O belo Outeiro da Glória testemunhou pecados da nobreza imperial

O Rio de Janeiro, na condição de ex-capital da Colônia, do Império e da República, é cenário por excelência dos livros publicados por Mary Del Priore. Para nosso deleite, a consagrada historiadora vem nos presenteando com narrativas saborosas em torno de costumes e hábitos cotidianos de governantes e do povo de Vera Cruz ao longo do tempo. Da serra de Teresópolis, onde mora atualmente, ela nos escreve acerca de um monumento que considera especial no Rio: a Igreja de Nossa Senhora da Glória do Outeiro.

“Ontem ou hoje, quem a vê se enamora. Plantada como a cereja no alto do bolo, por séculos chamou atenção de quem a enxergava do mar ou a visitava por terra. Coberto de mata e depois de jardins, o monte Uruçumirim, para os índios tupinambás, depois outeiro de Leripe, ali viu passar, vestido com o hábito de São Francisco, o ermitão Antonio Caminha no século XVII. Era homem que morava e orava numa capela de taipa. Num nicho, a imagem da Virgem que ele mesmo esculpiu.

A devoção do povo aumentou, a fé guiava os romeiros e, no início do século XVIII, a torre sineira e dois prismas bojudos que se dão as mãos nas costas foram edificados para louvar a santa. Nasceu branca, feminina e aconchegante a pequena igreja dedicada a Nossa Senhora da Glória.

Os olhos se deslumbram com a beleza do interior, onde as arcadas de granito abraçam carinhosamente os azulejos azuis e brancos vindos de Portugal. Depois de inaugurada, em 1739, abrigou a Irmandade de Nossa Senhora da Glória do Outeiro.

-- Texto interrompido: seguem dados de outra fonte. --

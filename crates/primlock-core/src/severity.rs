use serde::{Deserialize, Serialize};

/// How badly a single observation undermines isolation.
///
/// Variant order is the comparison order: a report's overall verdict is the
/// maximum severity seen across every recorded decision.
#[derive(Debug, Clone, Copy, Serialize, Deserialize, Eq, PartialEq, Hash, Ord, PartialOrd)]
pub enum Severity {
    /// Handled cleanly. The property was removed, replaced, or proven inert.
    Safe,
    /// The host deviated from ideal semantics in a way the standard permits,
    /// and the deviation was contained.
    SafeSpecViolation,
    /// Behaviour we have no rule for. Contained pessimistically, but worth
    /// a human look.
    NewSymptom,
    /// A mutable or authority-bearing channel survived. The environment
    /// cannot be considered confined.
    NotIsolated,
}

impl Severity {
    pub fn as_str(&self) -> &'static str {
        match self {
            Severity::Safe => "safe",
            Severity::SafeSpecViolation => "safe-spec-violation",
            Severity::NewSymptom => "new-symptom",
            Severity::NotIsolated => "not-isolated",
        }
    }
}

impl std::fmt::Display for Severity {
    fn fmt(&self, f: &mut std::fmt::Formatter<'_>) -> std::fmt::Result {
        f.write_str(self.as_str())
    }
}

A talha dos púlpitos revela a história dos artesãos, que deram à madeira a fantasia de parecer planta e flor. Na entrada, duas conchas de lioz, plenas de água benta, convidam a tocar o mármore rosa e a descobrir sua sensualidade.

No seio da bela, acima do arco do cruzeiro, o brasão do Império lembra a relação com os Orleans e Bragança. A arquiduquesa e depois imperatriz Leopoldina encantou-se com a igreja e tornou-se devota da imagem. Ali rezava e levou a batizar, nos braços de D. João VI, a primogênita princesa Maria da Glória, futura rainha de Portugal, que recebeu o nome da Virgem. No altar-mor também foi depositado, com um mês de idade, o futuro D. Pedro II. Ali, também, a boa imperatriz foi vista por estrangeiras, como Maria Graham e Rose de Freycinet, mal vestida e com cabelos em desordem, demonstrando que tanto seu casamento quanto sua saúde estavam no fim.

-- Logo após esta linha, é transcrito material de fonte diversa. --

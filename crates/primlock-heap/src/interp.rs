use std::cell::RefCell;
use std::collections::HashMap;
use std::rc::Rc;

use crate::ast::{AssignTarget, BinaryOp, Expr, LogicalOp, Program, Stmt, UnaryOp};
use crate::error::RuntimeError;
use crate::heap::Heap;
use crate::object::ClosureData;
use crate::value::{format_num, strict_equals, ObjId, Value};

/// One activation's variable bindings.
pub(crate) struct Frame {
    vars: RefCell<HashMap<String, Value>>,
}

impl Frame {
    fn new() -> Self {
        Frame {
            vars: RefCell::new(HashMap::new()),
        }
    }
}

/// A chain of activation frames, innermost last, plus an optional scope
/// object consulted for every name no frame binds. Without a scope
/// object, unbound names fail rather than reaching anything ambient.
#[derive(Clone)]
pub(crate) struct LexicalEnv {
    frames: Vec<Rc<Frame>>,
    scope: Option<ObjId>,
}

impl LexicalEnv {
    pub fn root(scope: Option<ObjId>) -> Self {
        LexicalEnv {
            frames: vec![Rc::new(Frame::new())],
            scope,
        }
    }

    fn child(&self) -> Self {
        let mut frames = self.frames.clone();
        frames.push(Rc::new(Frame::new()));
        LexicalEnv {
            frames,
            scope: self.scope,
        }
    }

    fn top_frame(&self) -> &Frame {
        &self.frames[self.frames.len() - 1]
    }
}

enum Flow {
    Normal(Value),
    Return(Value),
}

/// Runs a program to completion. The completion value is the value of
/// the last expression statement, or `undefined` if there was none.
pub(crate) fn eval_program(
    heap: &mut Heap,
    program: &Program,
    env: &LexicalEnv,
    this: Value,
) -> Result<Value, RuntimeError> {
    match exec_block(heap, program, env, &this)? {
        Flow::Normal(value) | Flow::Return(value) => Ok(value),
    }
}

pub(crate) fn call_closure(
    heap: &mut Heap,
    data: &ClosureData,
    this: Value,
    args: &[Value],
) -> Result<Value, RuntimeError> {
    let env = data.env.child();
    {
        let mut vars = env.top_frame().vars.borrow_mut();
        for (i, param) in data.def.params.iter().enumerate() {
            vars.insert(
                param.clone(),
                args.get(i).cloned().unwrap_or(Value::Undefined),
            );
        }
    }
    match exec_block(heap, &data.def.body, &env, &this)? {
        Flow::Return(value) => Ok(value),
        Flow::Normal(_) => Ok(Value::Undefined),
    }
}

fn exec_block(
    heap: &mut Heap,
    program: &Program,
    env: &LexicalEnv,
    this: &Value,
) -> Result<Flow, RuntimeError> {
    {
        let mut vars = env.top_frame().vars.borrow_mut();
        for stmt in &program.stmts {
            if let Stmt::Var { name, .. } = stmt {
                vars.entry(name.clone()).or_insert(Value::Undefined);
            }
        }
    }
    let mut last = Value::Undefined;
    for stmt in &program.stmts {
        match stmt {
            Stmt::Expr(expr) => {
                last = eval_expr(heap, expr, env, this)?;
            }
            Stmt::Var { name, init } => {
                if let Some(expr) = init {
                    let value = eval_expr(heap, expr, env, this)?;
                    env.top_frame().vars.borrow_mut().insert(name.clone(), value);
                }
            }
            Stmt::Return(value) => {
                let value = match value {
                    Some(expr) => eval_expr(heap, expr, env, this)?,
                    None => Value::Undefined,
                };
                return Ok(Flow::Return(value));
            }
        }
    }
    Ok(Flow::Normal(last))
}

fn eval_expr(
    heap: &mut Heap,
    expr: &Expr,
    env: &LexicalEnv,
    this: &Value,
) -> Result<Value, RuntimeError> {
    match expr {
        Expr::Null => Ok(Value::Null),
        Expr::Bool(b) => Ok(Value::Bool(*b)),
        Expr::Num(n) => Ok(Value::Num(*n)),
        Expr::Str(s) => Ok(Value::Str(s.clone())),
        Expr::This => Ok(this.clone()),
        Expr::Name(name) => resolve_name(heap, env, name),
        Expr::TypeOfName(name) => match resolve_name(heap, env, name) {
            Ok(value) => Ok(Value::str(heap.type_of(&value))),
            Err(RuntimeError::Reference(_)) => Ok(Value::str("undefined")),
            Err(err) => Err(err),
        },
        Expr::Unary { op, operand } => {
            let value = eval_expr(heap, operand, env, this)?;
            apply_unary(heap, *op, value)
        }
        Expr::Binary { op, left, right } => {
            let left = eval_expr(heap, left, env, this)?;
            let right = eval_expr(heap, right, env, this)?;
            apply_binary(*op, left, right)
        }
        Expr::Logical { op, left, right } => {
            let left = eval_expr(heap, left, env, this)?;
            match (op, left.truthy()) {
                (LogicalOp::And, false) | (LogicalOp::Or, true) => Ok(left),
                _ => eval_expr(heap, right, env, this),
            }
        }
        Expr::Conditional {
            test,
            when_true,
            when_false,
        } => {
            let test = eval_expr(heap, test, env, this)?;
            if test.truthy() {
                eval_expr(heap, when_true, env, this)
            } else {
                eval_expr(heap, when_false, env, this)
            }
        }
        Expr::Member { object, name } => {
            let object = eval_expr(heap, object, env, this)?;
            read_property(heap, &object, name)
        }
        Expr::Index { object, index } => {
            let object = eval_expr(heap, object, env, this)?;
            let index = eval_expr(heap, index, env, this)?;
            let key = property_key(&index)?;
            read_property(heap, &object, &key)
        }
        Expr::Call { callee, args } => {
            let (func, receiver) = match callee.as_ref() {
                Expr::Member { object, name } => {
                    let object = eval_expr(heap, object, env, this)?;
                    let func = read_property(heap, &object, name)?;
                    (func, object)
                }
                Expr::Index { object, index } => {
                    let object = eval_expr(heap, object, env, this)?;
                    let index = eval_expr(heap, index, env, this)?;
                    let key = property_key(&index)?;
                    let func = read_property(heap, &object, &key)?;
                    (func, object)
                }
                other => {
                    let func = eval_expr(heap, other, env, this)?;
                    (func, Value::Undefined)
                }
            };
            let mut evaluated = Vec::with_capacity(args.len());
            for arg in args {
                evaluated.push(eval_expr(heap, arg, env, this)?);
            }
            heap.call(func, receiver, &evaluated)
        }
        Expr::Assign { target, value } => match target {
            AssignTarget::Name(name) => {
                let value = eval_expr(heap, value, env, this)?;
                assign_name(heap, env, name, value.clone())?;
                Ok(value)
            }
            AssignTarget::Member { object, name } => {
                let object = eval_expr(heap, object, env, this)?;
                let value = eval_expr(heap, value, env, this)?;
                write_property(heap, &object, name, value.clone())?;
                Ok(value)
            }
            AssignTarget::Index { object, index } => {
                let object = eval_expr(heap, object, env, this)?;
                let index = eval_expr(heap, index, env, this)?;
                let key = property_key(&index)?;
                let value = eval_expr(heap, value, env, this)?;
                write_property(heap, &object, &key, value.clone())?;
                Ok(value)
            }
        },
        Expr::ObjectLit(entries) => {
            let id = heap.alloc_plain();
            for (key, expr) in entries {
                let value = eval_expr(heap, expr, env, this)?;
                heap.set(id, key, value)?;
            }
            Ok(Value::Obj(id))
        }
        Expr::Function(def) => {
            let id = heap.alloc_closure(ClosureData {
                def: def.clone(),
                env: env.clone(),
            });
            Ok(Value::Obj(id))
        }
    }
}

fn resolve_name(heap: &mut Heap, env: &LexicalEnv, name: &str) -> Result<Value, RuntimeError> {
    for frame in env.frames.iter().rev() {
        if let Some(value) = frame.vars.borrow().get(name) {
            return Ok(value.clone());
        }
    }
    if let Some(scope) = env.scope {
        if heap.has(scope, name)? {
            return heap.get(scope, name);
        }
    }
    Err(RuntimeError::reference(format!("{name} is not defined")))
}

fn assign_name(
    heap: &mut Heap,
    env: &LexicalEnv,
    name: &str,
    value: Value,
) -> Result<(), RuntimeError> {
    for frame in env.frames.iter().rev() {
        let mut vars = frame.vars.borrow_mut();
        if vars.contains_key(name) {
            vars.insert(name.to_string(), value);
            return Ok(());
        }
    }
    if let Some(scope) = env.scope {
        if heap.has(scope, name)? {
            return heap.set(scope, name, value);
        }
    }
    Err(RuntimeError::reference(format!("{name} is not defined")))
}

fn read_property(heap: &mut Heap, object: &Value, name: &str) -> Result<Value, RuntimeError> {
    match object {
        Value::Obj(id) => heap.get(*id, name),
        Value::Str(s) => Ok(if name == "length" {
            Value::Num(s.chars().count() as f64)
        } else {
            Value::Undefined
        }),
        Value::Undefined | Value::Null => Err(RuntimeError::type_error(format!(
            "cannot read property '{name}' of {}",
            object.kind_name()
        ))),
        _ => Ok(Value::Undefined),
    }
}

fn write_property(
    heap: &mut Heap,
    object: &Value,
    name: &str,
    value: Value,
) -> Result<(), RuntimeError> {
    match object {
        Value::Obj(id) => heap.set(*id, name, value),
        _ => Err(RuntimeError::type_error(format!(
            "cannot set property '{name}' on {}",
            object.kind_name()
        ))),
    }
}

pub(crate) fn property_key(value: &Value) -> Result<String, RuntimeError> {
    match value {
        Value::Str(s) => Ok(s.to_string()),
        Value::Num(n) => Ok(format_num(*n)),
        other => Err(RuntimeError::type_error(format!(
            "property keys must be strings or numbers, not {}",
            other.kind_name()
        ))),
    }
}

fn apply_unary(heap: &Heap, op: UnaryOp, value: Value) -> Result<Value, RuntimeError> {
    match op {
        UnaryOp::Not => Ok(Value::Bool(!value.truthy())),
        UnaryOp::Neg => match value.as_num() {
            Some(n) => Ok(Value::Num(-n)),
            None => Err(RuntimeError::type_error(format!(
                "unary - needs a number, not {}",
                value.kind_name()
            ))),
        },
        UnaryOp::Pos => match value.as_num() {
            Some(n) => Ok(Value::Num(n)),
            None => Err(RuntimeError::type_error(format!(
                "unary + needs a number, not {}",
                value.kind_name()
            ))),
        },
        UnaryOp::TypeOf => Ok(Value::str(heap.type_of(&value))),
    }
}

fn apply_binary(op: BinaryOp, left: Value, right: Value) -> Result<Value, RuntimeError> {
    match op {
        BinaryOp::StrictEq => Ok(Value::Bool(strict_equals(&left, &right))),
        BinaryOp::StrictNe => Ok(Value::Bool(!strict_equals(&left, &right))),
        BinaryOp::Add => match (&left, &right) {
            (Value::Num(a), Value::Num(b)) => Ok(Value::Num(a + b)),
            (Value::Str(_), _) | (_, Value::Str(_)) => {
                let mut text = to_text(&left)?;
                text.push_str(&to_text(&right)?);
                Ok(Value::str(&text))
            }
            _ => Err(type_mismatch("+", &left, &right)),
        },
        BinaryOp::Sub | BinaryOp::Mul | BinaryOp::Div | BinaryOp::Rem => {
            match (left.as_num(), right.as_num()) {
                (Some(a), Some(b)) => Ok(Value::Num(match op {
                    BinaryOp::Sub => a - b,
                    BinaryOp::Mul => a * b,
                    BinaryOp::Div => a / b,
                    _ => a % b,
                })),
                _ => Err(type_mismatch(op_text(op), &left, &right)),
            }
        }
        BinaryOp::Lt | BinaryOp::Le | BinaryOp::Gt | BinaryOp::Ge => match (&left, &right) {
            (Value::Num(a), Value::Num(b)) => Ok(Value::Bool(match op {
                BinaryOp::Lt => a < b,
                BinaryOp::Le => a <= b,
                BinaryOp::Gt => a > b,
                _ => a >= b,
            })),
            (Value::Str(a), Value::Str(b)) => Ok(Value::Bool(match op {
                BinaryOp::Lt => a < b,
                BinaryOp::Le => a <= b,
                BinaryOp::Gt => a > b,
                _ => a >= b,
            })),
            _ => Err(type_mismatch(op_text(op), &left, &right)),
        },
    }
}

fn op_text(op: BinaryOp) -> &'static str {
    match op {
        BinaryOp::Add => "+",
        BinaryOp::Sub => "-",
        BinaryOp::Mul => "*",
        BinaryOp::Div => "/",
        BinaryOp::Rem => "%",
        BinaryOp::Lt => "<",
        BinaryOp::Le => "<=",
        BinaryOp::Gt => ">",
        BinaryOp::Ge => ">=",
        BinaryOp::StrictEq => "===",
        BinaryOp::StrictNe => "!==",
    }
}

fn type_mismatch(op: &str, left: &Value, right: &Value) -> RuntimeError {
    RuntimeError::type_error(format!(
        "operator {op} cannot combine {} and {}",
        left.kind_name(),
        right.kind_name()
    ))
}

fn to_text(value: &Value) -> Result<String, RuntimeError> {
    match value {
        Value::Undefined => Ok("undefined".to_string()),
        Value::Null => Ok("null".to_string()),
        Value::Bool(b) => Ok(b.to_string()),
        Value::Num(n) => Ok(format_num(*n)),
        Value::Str(s) => Ok(s.to_string()),
        Value::Obj(_) => Err(RuntimeError::type_error(
            "cannot implicitly convert an object to a string",
        )),
    }
}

Enquanto Leopoldina rezava, D. Pedro pecava com Maria Benedita Delfim Moreira, a baronesa de Sorocaba e irmã da Marquesa de Santos, sua amante. Ele partia de uma escada em espiral que ficava atrás do outeiro e ia ao seu encontro na Villa Aymorés, graças a uma trilha na mata. Em 1828, Maria Benedita sofreu um atentado, após Domitila de Castro descobrir que os dois tinham um filho: Rodrigo Delfim Pereira. Nossa Senhora há de ter ouvido os tiros e perdoado as culpas…”
Mary, ao eleger a Igreja da Glória como “a mais bela de todas”, segue imbatível na revelação dos bastidores da história pátria.